(RECORDED INFORMATION Opens)

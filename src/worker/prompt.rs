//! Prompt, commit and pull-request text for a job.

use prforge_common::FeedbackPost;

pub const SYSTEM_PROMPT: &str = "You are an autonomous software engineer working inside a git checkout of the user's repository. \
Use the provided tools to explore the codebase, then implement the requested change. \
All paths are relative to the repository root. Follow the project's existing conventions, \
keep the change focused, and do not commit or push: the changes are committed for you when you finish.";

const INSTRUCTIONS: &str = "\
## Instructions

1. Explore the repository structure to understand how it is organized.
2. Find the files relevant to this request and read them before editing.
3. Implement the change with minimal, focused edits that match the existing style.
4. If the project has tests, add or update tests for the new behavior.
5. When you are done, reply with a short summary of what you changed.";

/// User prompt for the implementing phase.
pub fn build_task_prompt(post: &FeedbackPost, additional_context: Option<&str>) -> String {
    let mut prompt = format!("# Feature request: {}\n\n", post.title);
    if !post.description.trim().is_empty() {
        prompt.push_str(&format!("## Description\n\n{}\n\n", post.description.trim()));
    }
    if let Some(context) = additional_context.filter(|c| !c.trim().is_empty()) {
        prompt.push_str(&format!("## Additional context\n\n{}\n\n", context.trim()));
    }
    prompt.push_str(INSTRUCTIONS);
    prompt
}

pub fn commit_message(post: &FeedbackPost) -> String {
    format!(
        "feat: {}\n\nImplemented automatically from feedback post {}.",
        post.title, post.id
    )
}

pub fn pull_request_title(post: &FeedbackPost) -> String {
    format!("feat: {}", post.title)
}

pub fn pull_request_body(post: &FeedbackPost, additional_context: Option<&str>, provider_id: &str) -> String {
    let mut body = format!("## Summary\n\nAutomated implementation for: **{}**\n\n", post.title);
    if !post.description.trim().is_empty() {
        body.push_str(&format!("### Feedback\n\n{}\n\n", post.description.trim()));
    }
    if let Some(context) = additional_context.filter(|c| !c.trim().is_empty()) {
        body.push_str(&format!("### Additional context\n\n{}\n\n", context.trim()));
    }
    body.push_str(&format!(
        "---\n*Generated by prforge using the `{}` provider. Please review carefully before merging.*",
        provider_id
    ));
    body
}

(RECORDED INFORMATION Closes)

== WHAT IS REQUIRED ==
Return the records in full, exactly as they read.

== RESULT OF THIS TASK ==
filename src/worker/prompt.rs
//! Prompt, commit and pull-request text for a job.

use prforge_common::FeedbackPost;

pub const SYSTEM_PROMPT: &str = "You are an autonomous software engineer working inside a git checkout of the user's repository. \
Use the provided tools to explore the codebase, then implement the requested change. \
All paths are relative to the repository root. Follow the project's existing conventions, \
keep the change focused, and do not commit or push: the changes are committed for you when you finish.";

const INSTRUCTIONS: &str = "\
## Instructions

1. Explore the repository structure to understand how it is organized.
2. Find the files relevant to this request and read them before editing.
3. Implement the change with minimal, focused edits that match the existing style.
4. If the project has tests, add or update tests for the new behavior.
5. When you are done, reply with a short summary of what you changed.";

/// User prompt for the implementing phase.
pub fn build_task_prompt(post: &FeedbackPost, additional_context: Option<&str>) -> String {
    let mut prompt = format!("# Feature request: {}\n\n", post.title);
    if !post.description.trim().is_empty() {
        prompt.push_str(&format!("## Description\n\n{}\n\n", post.description.trim()));
    }
    if let Some(context) = additional_context.filter(|c| !c.trim().is_empty()) {
        prompt.push_str(&format!("## Additional context\n\n{}\n\n", context.trim()));
    }
    prompt.push_str(INSTRUCTIONS);
    prompt
}

pub fn commit_message(post: &FeedbackPost) -> String {
    format!(
        "feat: {}\n\nImplemented automatically from feedback post {}.",
        post.title, post.id
    )
}

pub fn pull_request_title(post: &FeedbackPost) -> String {
    format!("feat: {}", post.title)
}

pub fn pull_request_body(post: &FeedbackPost, additional_context: Option<&str>, provider_id: &str) -> String {
    let mut body = format!("## Summary\n\nAutomated implementation for: **{}**\n\n", post.title);
    if !post.description.trim().is_empty() {
        body.push_str(&format!("### Feedback\n\n{}\n\n", post.description.trim()));
    }
    if let Some(context) = additional_context.filter(|c| !c.trim().is_empty()) {
        body.push_str(&format!("### Additional context\n\n{}\n\n", context.trim()));
    }
    body.push_str(&format!(
        "---\n*Generated by prforge using the `{}` provider. Please review carefully before merging.*",
        provider_id
    ));
    body
}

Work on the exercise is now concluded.